(Records from a dataset)
________________

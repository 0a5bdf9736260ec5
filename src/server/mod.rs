pub mod handlers;
pub mod pages;

use hyper::server::conn::AddrStream;
use hyper::service::{make_service_fn, service_fn};
use hyper::{Body, Method, Request, Response, Server, StatusCode};
use std::convert::Infallible;
use std::future::Future;
use std::net::SocketAddr;
use std::sync::Arc;

use crate::config::AppConfig;
use crate::downloader::DownloadManager;
use crate::errors::Result;

/// Shared, read-only state handed to every request.
pub struct AppState {
    pub config: Arc<AppConfig>,
    pub manager: DownloadManager,
}

const PROGRESS_PREFIX: &str = "/api/progress/";

/// Dispatches one request. Never fails: errors become error responses.
pub async fn route(state: Arc<AppState>, req: Request<Body>) -> Response<Body> {
    let method = req.method().clone();
    let path = req.uri().path().to_string();
    log::debug!("{} {}", method, path);

    let response = match (&method, path.as_str()) {
        (&Method::GET, "/") => handlers::index(&state),
        (&Method::POST, "/download") => handlers::submit_form(&state, req).await,
        (&Method::POST, "/api/info") => handlers::api_info(&state, req).await,
        (&Method::POST, "/api/download") => handlers::api_download(&state, req).await,
        (&Method::GET, "/health") => handlers::health(),
        (&Method::GET, p) if p.starts_with(PROGRESS_PREFIX) => {
            handlers::api_progress(&state, &p[PROGRESS_PREFIX.len()..]).await
        }
        (_, "/" | "/download" | "/api/info" | "/api/download" | "/health") => {
            handlers::text_response(StatusCode::METHOD_NOT_ALLOWED, "Method not allowed")
        }
        (_, p) if p.starts_with(PROGRESS_PREFIX) => {
            handlers::text_response(StatusCode::METHOD_NOT_ALLOWED, "Method not allowed")
        }
        _ => handlers::text_response(StatusCode::NOT_FOUND, "Not found"),
    };

    log::info!("{} {} -> {}", method, path, response.status().as_u16());
    response
}

/// Serves until `shutdown` resolves.
pub async fn serve<F>(state: Arc<AppState>, addr: SocketAddr, shutdown: F) -> Result<()>
where
    F: Future<Output = ()>,
{
    let make_svc = make_service_fn(move |conn: &AddrStream| {
        let state = state.clone();
        let remote = conn.remote_addr();
        async move {
            Ok::<_, Infallible>(service_fn(move |req| {
                let state = state.clone();
                log::trace!("request from {}", remote);
                async move { Ok::<_, Infallible>(route(state, req).await) }
            }))
        }
    });

    let server = Server::try_bind(&addr)?.serve(make_svc);
    log::info!("Listening on http://{}", server.local_addr());

    server.with_graceful_shutdown(shutdown).await?;
    log::info!("Server stopped");
    Ok(())
}

#[cfg(test)]
mod tests {
    use super::*;
    use crate::downloader::JobState;
    use crate::test_support::{manager_with_fake, wait_for_job, FakeExtractor};
    use serde_json::Value;

    fn state(dir: &std::path::Path) -> (Arc<AppState>, Arc<FakeExtractor>) {
        let (manager, fake) = manager_with_fake(dir);
        let config = AppConfig {
            download_path: dir.to_path_buf(),
            ..AppConfig::default()
        };
        (
            Arc::new(AppState {
                config: Arc::new(config),
                manager,
            }),
            fake,
        )
    }

    async fn call(state: &Arc<AppState>, req: Request<Body>) -> (StatusCode, String) {
        let response = route(state.clone(), req).await;
        let status = response.status();
        let bytes = hyper::body::to_bytes(response.into_body()).await.unwrap();
        (status, String::from_utf8(bytes.to_vec()).unwrap())
    }

    fn form(body: &str) -> Request<Body> {
        Request::builder()
            .method(Method::POST)
            .uri("/download")
            .header("content-type", "application/x-www-form-urlencoded")
            .body(Body::from(body.to_string()))
            .unwrap()
    }

    fn json(path: &str, body: Value) -> Request<Body> {
        Request::builder()
            .method(Method::POST)
            .uri(path)
            .header("content-type", "application/json")
            .body(Body::from(body.to_string()))
            .unwrap()
    }

    fn get(path: &str) -> Request<Body> {
        Request::builder().uri(path).body(Body::empty()).unwrap()
    }

    #[tokio::test]
    async fn serves_form_page() {
        let dir = tempfile::tempdir().unwrap();
        let (state, _) = state(dir.path());

        let (status, body) = call(&state, get("/")).await;
        assert_eq!(status, StatusCode::OK);
        assert!(body.contains("<form id=\"form\" method=\"post\" action=\"/download\">"));
        assert!(body.contains(&dir.path().to_string_lossy().to_string()));
    }

    #[tokio::test]
    async fn empty_form_url_is_rejected_without_download() {
        let dir = tempfile::tempdir().unwrap();
        let (state, fake) = state(dir.path());

        let (status, body) = call(&state, form("url=&media_type=video&quality=720p")).await;
        assert_eq!(status, StatusCode::BAD_REQUEST);
        assert!(body.contains("URL is required"));
        assert_eq!(fake.call_count(), 0);
    }

    #[tokio::test]
    async fn form_download_renders_destination() {
        let dir = tempfile::tempdir().unwrap();
        let (state, _) = state(dir.path());

        let (status, body) = call(
            &state,
            form("url=https%3A%2F%2Fyoutu.be%2Fabc&media_type=audio&quality=192kbps"),
        )
        .await;
        assert_eq!(status, StatusCode::OK);
        assert!(body.contains("clip-0.mp3"));
        assert!(dir.path().join("clip-0.mp3").is_file());
    }

    #[tokio::test]
    async fn form_extraction_error_is_verbatim() {
        let dir = tempfile::tempdir().unwrap();
        let (state, _) = state(dir.path());

        let (status, body) = call(
            &state,
            form("url=https%3A%2F%2Fexample.com%2Fpage&media_type=video&quality=1080p"),
        )
        .await;
        assert_eq!(status, StatusCode::UNPROCESSABLE_ENTITY);
        assert!(body.contains("ERROR: Unsupported URL: https://example.com/page"));
        assert_eq!(std::fs::read_dir(dir.path()).unwrap().count(), 0);
    }

    #[tokio::test]
    async fn form_rejects_mismatched_quality() {
        let dir = tempfile::tempdir().unwrap();
        let (state, fake) = state(dir.path());

        let (status, body) = call(
            &state,
            form("url=https%3A%2F%2Fyoutu.be%2Fabc&media_type=audio&quality=720p"),
        )
        .await;
        assert_eq!(status, StatusCode::BAD_REQUEST);
        assert!(body.contains("Unsupported audio quality"));
        assert!(body.contains("value=\"https://youtu.be/abc\""));
        assert_eq!(fake.call_count(), 0);
    }

    #[tokio::test]
    async fn api_download_and_progress() {
        let dir = tempfile::tempdir().unwrap();
        let (state, _) = state(dir.path());

        let (status, body) = call(
            &state,
            json(
                "/api/download",
                serde_json::json!({ "url": "https://youtu.be/abc", "download_type": "video", "quality": "480p" }),
            ),
        )
        .await;
        assert_eq!(status, StatusCode::OK);
        let reply: Value = serde_json::from_str(&body).unwrap();
        assert_eq!(reply["success"], true);
        let id = reply["download_id"].as_str().unwrap().to_string();

        assert!(matches!(
            wait_for_job(&state.manager, &id).await,
            JobState::Completed { .. }
        ));

        let (status, body) = call(&state, get(&format!("/api/progress/{}", id))).await;
        assert_eq!(status, StatusCode::OK);
        let progress: Value = serde_json::from_str(&body).unwrap();
        assert_eq!(progress["status"], "completed");
    }

    #[tokio::test]
    async fn api_download_requires_url() {
        let dir = tempfile::tempdir().unwrap();
        let (state, fake) = state(dir.path());

        let (status, body) = call(&state, json("/api/download", serde_json::json!({}))).await;
        assert_eq!(status, StatusCode::BAD_REQUEST);
        let reply: Value = serde_json::from_str(&body).unwrap();
        assert_eq!(reply["success"], false);
        assert_eq!(reply["error"], "URL is required");
        assert_eq!(fake.call_count(), 0);
    }

    #[tokio::test]
    async fn unknown_progress_id() {
        let dir = tempfile::tempdir().unwrap();
        let (state, _) = state(dir.path());

        let (status, body) = call(&state, get("/api/progress/nope")).await;
        assert_eq!(status, StatusCode::OK);
        assert_eq!(body, r#"{"status":"unknown"}"#);
    }

    #[tokio::test]
    async fn api_info_returns_summary() {
        let dir = tempfile::tempdir().unwrap();
        let (state, _) = state(dir.path());

        let (status, body) = call(
            &state,
            json("/api/info", serde_json::json!({ "url": "https://youtu.be/abc" })),
        )
        .await;
        assert_eq!(status, StatusCode::OK);
        let reply: Value = serde_json::from_str(&body).unwrap();
        assert_eq!(reply["success"], true);
        assert_eq!(reply["data"]["title"], "Fake clip");

        let (status, _) = call(
            &state,
            json("/api/info", serde_json::json!({ "url": "https://example.com/" })),
        )
        .await;
        assert_eq!(status, StatusCode::UNPROCESSABLE_ENTITY);
    }

    #[tokio::test]
    async fn malformed_json_is_a_bad_request() {
        let dir = tempfile::tempdir().unwrap();
        let (state, _) = state(dir.path());

        let req = Request::builder()
            .method(Method::POST)
            .uri("/api/info")
            .body(Body::from("{not json"))
            .unwrap();
        let (status, body) = call(&state, req).await;
        assert_eq!(status, StatusCode::BAD_REQUEST);
        assert!(body.contains("\"success\":false"));
    }

    #[tokio::test]
    async fn oversized_body_is_rejected() {
        let dir = tempfile::tempdir().unwrap();
        let (state, fake) = state(dir.path());

        let big = format!("url={}", "a".repeat(handlers::MAX_BODY_BYTES + 1));
        let (status, _) = call(&state, form(&big)).await;
        assert_eq!(status, StatusCode::PAYLOAD_TOO_LARGE);
        assert_eq!(fake.call_count(), 0);
    }

    #[tokio::test]
    async fn unknown_routes_and_methods() {
        let dir = tempfile::tempdir().unwrap();
        let (state, _) = state(dir.path());

        assert_eq!(call(&state, get("/nowhere")).await.0, StatusCode::NOT_FOUND);
        assert_eq!(call(&state, get("/download")).await.0, StatusCode::METHOD_NOT_ALLOWED);
        assert_eq!(call(&state, get("/health")).await.0, StatusCode::OK);
    }
}
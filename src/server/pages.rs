// Server-rendered HTML. The page works without JavaScript (plain form post to
// /download); with JavaScript it switches to the JSON API and polls progress.

use std::path::Path;
use crate::downloader::{MediaType, Quality};
use crate::utils::escape_html;

/// Values to put back into the form when it is re-rendered.
#[derive(Debug, Clone, Default)]
pub struct FormValues {
    pub url: String,
    pub media_type: String,
    pub quality: String,
}

const INDEX_TEMPLATE: &str = r#"<!DOCTYPE html>
<html lang="en">
<head>
<meta charset="UTF-8">
<meta name="viewport" content="width=device-width, initial-scale=1.0">
<title>ytdl-web</title>
<style>
  body { font-family: system-ui, sans-serif; background: #f4f5f7; margin: 0; }
  main { max-width: 640px; margin: 48px auto; background: #fff; padding: 32px; border-radius: 12px; box-shadow: 0 4px 20px rgba(0,0,0,.08); }
  h1 { margin-top: 0; }
  label { display: block; font-weight: 600; margin: 16px 0 6px; }
  input[type=url], select { width: 100%; padding: 10px; font-size: 1rem; box-sizing: border-box; }
  .types label { display: inline; font-weight: normal; margin-right: 16px; }
  button { margin-top: 20px; padding: 10px 20px; font-size: 1rem; cursor: pointer; }
  .notice { padding: 12px; border-radius: 8px; margin-bottom: 16px; white-space: pre-wrap; }
  .notice.error { background: #fde8e8; color: #8a1c1c; }
  .hint { color: #666; font-size: .9rem; }
  #progress { display: none; margin-top: 20px; }
  #bar { height: 14px; background: #e5e7eb; border-radius: 7px; overflow: hidden; }
  #fill { height: 100%; width: 0; background: #3b82f6; transition: width .3s; }
  #info { display: none; margin-top: 16px; font-size: .95rem; }
  #recent { display: none; margin-top: 24px; }
  #recent ul { list-style: none; padding: 0; margin: 0; }
  #recent li { display: flex; justify-content: space-between; gap: 12px; padding: 8px 0; border-top: 1px solid #eee; font-size: .9rem; }
  #recent .meta { color: #666; font-size: .8rem; }
  .state-downloading { color: #1d4ed8; }
  .state-completed { color: #1c5c2e; }
  .state-error { color: #8a1c1c; }
</style>
</head>
<body>
<main>
  <h1>ytdl-web</h1>
  __NOTICE__
  <form id="form" method="post" action="/download">
    <label for="url">Video URL</label>
    <input type="url" id="url" name="url" required placeholder="https://www.youtube.com/watch?v=..." value="__URL__">

    <label>Type</label>
    <div class="types">
      <label><input type="radio" name="media_type" value="video" __VIDEO_CHECKED__> Video</label>
      <label><input type="radio" name="media_type" value="audio" __AUDIO_CHECKED__> Audio (MP3)</label>
    </div>

    <label for="quality">Quality</label>
    <select id="quality" name="quality">
      <optgroup label="Video" data-type="video">
__VIDEO_OPTIONS__
      </optgroup>
      <optgroup label="Audio" data-type="audio">
__AUDIO_OPTIONS__
      </optgroup>
    </select>

    <button type="button" id="info-btn">Show info</button>
    <button type="submit" id="submit-btn">Download</button>
  </form>
  <p class="hint">Files are saved to <code>__DOWNLOAD_PATH__</code> on the server.</p>

  <div id="info"></div>
  <div id="progress">
    <div id="bar"><div id="fill"></div></div>
    <p id="progress-text">Preparing download...</p>
  </div>
  <section id="recent">
    <h2>Recent downloads</h2>
    <ul id="recent-list"></ul>
  </section>
</main>
<script>
(function () {
  const form = document.getElementById('form');
  const quality = document.getElementById('quality');
  const defaults = { video: '720p', audio: '192kbps' };

  function mediaType() {
    return form.querySelector('input[name=media_type]:checked').value;
  }

  function syncQuality() {
    const type = mediaType();
    let keep = false;
    quality.querySelectorAll('optgroup').forEach(function (group) {
      const active = group.dataset.type === type;
      group.disabled = !active;
      if (active && group.querySelector('option[value="' + quality.value + '"]')) keep = true;
    });
    if (!keep) quality.value = defaults[type];
  }

  function formatBytes(bytes) {
    if (!bytes) return '0 Bytes';
    const k = 1024, sizes = ['Bytes', 'KB', 'MB', 'GB'];
    const i = Math.min(Math.floor(Math.log(bytes) / Math.log(k)), sizes.length - 1);
    return parseFloat((bytes / Math.pow(k, i)).toFixed(2)) + ' ' + sizes[i];
  }

  function show(text) {
    document.getElementById('progress').style.display = 'block';
    document.getElementById('progress-text').textContent = text;
  }

  function enable() {
    document.getElementById('submit-btn').disabled = false;
  }

  // Error pages such as 413 and 405 answer in plain text.
  function readJson(r) {
    return r.text().then(function (text) {
      try {
        return JSON.parse(text);
      } catch (e) {
        throw new Error(text.trim() || 'HTTP ' + r.status);
      }
    });
  }

  function addRecent(id, url, type, q) {
    const item = document.createElement('li');
    const left = document.createElement('div');
    const title = document.createElement('div');
    title.textContent = url;
    const meta = document.createElement('div');
    meta.className = 'meta';
    meta.textContent = type + ' - ' + q + ' - ' + new Date().toLocaleTimeString();
    left.appendChild(title);
    left.appendChild(meta);
    const state = document.createElement('div');
    state.id = 'state-' + id;
    item.appendChild(left);
    item.appendChild(state);
    const list = document.getElementById('recent-list');
    list.insertBefore(item, list.firstChild);
    document.getElementById('recent').style.display = 'block';
    markRecent(id, 'downloading', 'Downloading');
  }

  function markRecent(id, kind, label) {
    const state = document.getElementById('state-' + id);
    if (!state) return;
    state.textContent = label;
    state.className = 'state-' + kind;
  }

  function poll(id) {
    fetch('/api/progress/' + encodeURIComponent(id)).then(readJson).then(function (p) {
      const fill = document.getElementById('fill');
      if (p.status === 'downloading') {
        fill.style.width = p.percent;
        const speed = p.speed ? formatBytes(p.speed) + '/s' : 'unknown speed';
        const eta = p.eta != null ? p.eta + 's left' : '';
        show(p.percent + ' of ' + formatBytes(p.total_bytes) + ' at ' + speed + ' ' + eta);
      } else if (p.status === 'finished') {
        fill.style.width = '100%';
        show('Processing ' + p.filename + '...');
      } else if (p.status === 'completed') {
        fill.style.width = '100%';
        show('Saved to ' + p.filename);
        markRecent(id, 'completed', 'Completed');
        enable();
        return;
      } else if (p.status === 'error' || p.status === 'unknown') {
        show('Download failed: ' + (p.error || 'unknown download'));
        markRecent(id, 'error', 'Error');
        enable();
        return;
      }
      setTimeout(function () { poll(id); }, 1000);
    }).catch(function (err) {
      show('Progress monitoring stopped: ' + err.message);
      markRecent(id, 'error', 'Unknown');
      enable();
    });
  }

  form.addEventListener('submit', function (e) {
    e.preventDefault();
    document.getElementById('submit-btn').disabled = true;
    document.getElementById('fill').style.width = '0';
    show('Starting download...');
    const url = form.url.value, type = mediaType(), q = quality.value;
    fetch('/api/download', {
      method: 'POST',
      headers: { 'Content-Type': 'application/json' },
      body: JSON.stringify({ url: url, download_type: type, quality: q })
    }).then(readJson).then(function (res) {
      if (res.success) {
        addRecent(res.download_id, url, type, q);
        poll(res.download_id);
      } else {
        show(res.error);
        enable();
      }
    }).catch(function (err) {
      show('Network error: ' + err.message);
      enable();
    });
  });

  document.getElementById('info-btn').addEventListener('click', function () {
    const box = document.getElementById('info');
    box.style.display = 'block';
    box.textContent = 'Fetching info...';
    fetch('/api/info', {
      method: 'POST',
      headers: { 'Content-Type': 'application/json' },
      body: JSON.stringify({ url: form.url.value })
    }).then(readJson).then(function (res) {
      if (!res.success) { box.textContent = res.error; return; }
      const d = res.data;
      box.textContent = d.title + '\n' + d.uploader + ' | ' + d.duration + ' | ' + d.view_count + ' views | ' + d.upload_date + '\n' + d.description;
      box.style.whiteSpace = 'pre-wrap';
    }).catch(function (err) {
      box.textContent = 'Network error: ' + err.message;
    });
  });

  form.querySelectorAll('input[name=media_type]').forEach(function (r) { r.addEventListener('change', syncQuality); });
  syncQuality();
})();
</script>
</body>
</html>
"#;

const STATUS_TEMPLATE: &str = r#"<!DOCTYPE html>
<html lang="en">
<head>
<meta charset="UTF-8">
<title>ytdl-web: __TITLE__</title>
<style>
  body { font-family: system-ui, sans-serif; background: #f4f5f7; margin: 0; }
  main { max-width: 640px; margin: 48px auto; background: #fff; padding: 32px; border-radius: 12px; }
  pre { white-space: pre-wrap; background: #f6f6f6; padding: 12px; border-radius: 8px; }
</style>
</head>
<body>
<main>
  <h1>__TITLE__</h1>
  <pre>__MESSAGE__</pre>
  <p><a href="/">Start a new download</a></p>
</main>
</body>
</html>
"#;

fn quality_options(media_type: MediaType, selected: &str) -> String {
    media_type
        .qualities()
        .iter()
        .map(Quality::to_string)
        .map(|value| {
            let marker = if value == selected { " selected" } else { "" };
            format!("        <option value=\"{0}\"{1}>{0}</option>", value, marker)
        })
        .collect::<Vec<_>>()
        .join("\n")
}

fn render_notice(error: Option<&str>) -> String {
    match error {
        Some(message) => format!("<div class=\"notice error\">{}</div>", escape_html(message)),
        None => String::new(),
    }
}

/// Substitutes every placeholder in one left-to-right scan. Inserted values are
/// never scanned again, so user text that looks like a placeholder stays literal.
fn fill(template: &str, values: &[(&str, &str)]) -> String {
    let mut out = String::with_capacity(template.len());
    let mut rest = template;

    loop {
        let next = values
            .iter()
            .filter_map(|(key, value)| rest.find(key).map(|pos| (pos, *key, *value)))
            .min_by_key(|(pos, _, _)| *pos);

        match next {
            Some((pos, key, value)) => {
                out.push_str(&rest[..pos]);
                out.push_str(value);
                rest = &rest[pos + key.len()..];
            }
            None => {
                out.push_str(rest);
                return out;
            }
        }
    }
}

pub fn index_page(values: &FormValues, error: Option<&str>, download_path: &Path) -> String {
    let is_audio = values.media_type.eq_ignore_ascii_case("audio");
    let selected = if values.quality.is_empty() {
        if is_audio { "192kbps".to_string() } else { "720p".to_string() }
    } else {
        values.quality.to_lowercase()
    };

    let notice = render_notice(error);
    let url = escape_html(&values.url);
    let video_options = quality_options(MediaType::Video, &selected);
    let audio_options = quality_options(MediaType::Audio, &selected);
    let download_path = escape_html(&download_path.to_string_lossy());

    fill(
        INDEX_TEMPLATE,
        &[
            ("__NOTICE__", notice.as_str()),
            ("__URL__", url.as_str()),
            ("__VIDEO_CHECKED__", if is_audio { "" } else { "checked" }),
            ("__AUDIO_CHECKED__", if is_audio { "checked" } else { "" }),
            ("__VIDEO_OPTIONS__", video_options.as_str()),
            ("__AUDIO_OPTIONS__", audio_options.as_str()),
            ("__DOWNLOAD_PATH__", download_path.as_str()),
        ],
    )
}

pub fn status_page(title: &str, message: &str) -> String {
    let title = escape_html(title);
    let message = escape_html(message);
    fill(
        STATUS_TEMPLATE,
        &[("__TITLE__", title.as_str()), ("__MESSAGE__", message.as_str())],
    )
}
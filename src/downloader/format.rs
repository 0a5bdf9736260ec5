// Translates a (media type, quality) choice into yt-dlp's format-selector
// syntax plus the post-processing yt-dlp should run.

use super::{AudioBitrate, Quality, VideoQuality};

/// Audio extraction through ffmpeg after the download.
#[derive(Debug, Clone, PartialEq, Eq)]
pub struct AudioExtraction {
    pub codec: &'static str,
    pub bitrate_kbps: u32,
}

#[derive(Debug, Clone, PartialEq, Eq)]
pub struct FormatSelection {
    /// Value for yt-dlp's `--format`
    pub selector: String,
    pub extract_audio: Option<AudioExtraction>,
}

impl FormatSelection {
    pub fn for_quality(quality: Quality) -> Self {
        match quality {
            Quality::Video(video) => Self::video(video),
            Quality::Audio(audio) => Self::audio(audio),
        }
    }

    /// Best video stream up to the height ceiling merged with the best audio,
    /// or the best pre-muxed file under the ceiling. Falls back to whatever is
    /// best when nothing fits under the ceiling.
    fn video(quality: VideoQuality) -> Self {
        let h = quality.height();
        Self {
            selector: format!("bv*[height<={h}]+ba/b[height<={h}] / bv*+ba/b"),
            extract_audio: None,
        }
    }

    fn audio(bitrate: AudioBitrate) -> Self {
        Self {
            selector: "bestaudio/best".to_string(),
            extract_audio: Some(AudioExtraction {
                codec: "mp3",
                bitrate_kbps: bitrate.kbps(),
            }),
        }
    }

    pub fn needs_transcoder(&self) -> bool {
        self.extract_audio.is_some()
    }

    /// The yt-dlp arguments for this selection.
    pub fn to_args(&self) -> Vec<String> {
        let mut args = vec!["--format".to_string(), self.selector.clone()];
        if let Some(extract) = &self.extract_audio {
            args.extend([
                "--extract-audio".to_string(),
                "--audio-format".to_string(),
                extract.codec.to_string(),
                "--audio-quality".to_string(),
                format!("{}K", extract.bitrate_kbps),
            ]);
        }
        args
    }
}
use thiserror::Error;

#[derive(Error, Debug)]
pub enum AppError {
    #[error("Configuration error: {0}")]
    Config(#[from] config::ConfigError),

    #[error("IO error: {0}")]
    Io(#[from] std::io::Error),

    #[error("JSON error: {0}")]
    Json(#[from] serde_json::Error),

    #[error("HTTP server error: {0}")]
    Http(#[from] hyper::Error),

    #[error("Validation error: {0}")]
    Validation(String),

    /// yt-dlp refused or failed the URL: unsupported site, missing format,
    /// geo restriction and so on. The message comes straight from yt-dlp.
    #[error("{0}")]
    Extraction(String),

    #[error("Tool not found: {0}")]
    ToolNotFound(String),

    #[error("Environment error: {0}")]
    Environment(String),
}

/// The three failure classes a browser can tell apart.
#[derive(Debug, Clone, Copy, PartialEq, Eq)]
pub enum ErrorCategory {
    Validation,
    Extraction,
    Environment,
}

impl AppError {
    pub fn category(&self) -> ErrorCategory {
        match self {
            AppError::Validation(_) | AppError::Json(_) => ErrorCategory::Validation,
            AppError::Extraction(_) => ErrorCategory::Extraction,
            AppError::Config(_)
            | AppError::Io(_)
            | AppError::Http(_)
            | AppError::ToolNotFound(_)
            | AppError::Environment(_) => ErrorCategory::Environment,
        }
    }

    /// Message safe to show in the browser. Environment failures stay generic,
    /// the details only go to the log.
    pub fn user_message(&self) -> String {
        match self {
            AppError::Validation(msg) => msg.clone(),
            AppError::Json(e) => format!("Invalid request body: {}", e),
            AppError::Extraction(msg) => msg.clone(),
            _ => "The download failed on the server. Check the server log for details.".to_string(),
        }
    }
}

pub type Result<T> = std::result::Result<T, AppError>;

________________

How to complete this task >> Extract, please, the lines from the start of the entries above through the one with "use crate::downloader::DownloadManager;", both included, reproducing each exactly and adding nothing.

Your solution >>
repository 0a5bdf9736260ec5
filename src/server/mod.rs
pub mod handlers;
pub mod pages;

use hyper::server::conn::AddrStream;
use hyper::service::{make_service_fn, service_fn};
use hyper::{Body, Method, Request, Response, Server, StatusCode};
use std::convert::Infallible;
use std::future::Future;
use std::net::SocketAddr;
use std::sync::Arc;

use crate::config::AppConfig;
use crate::downloader::DownloadManager;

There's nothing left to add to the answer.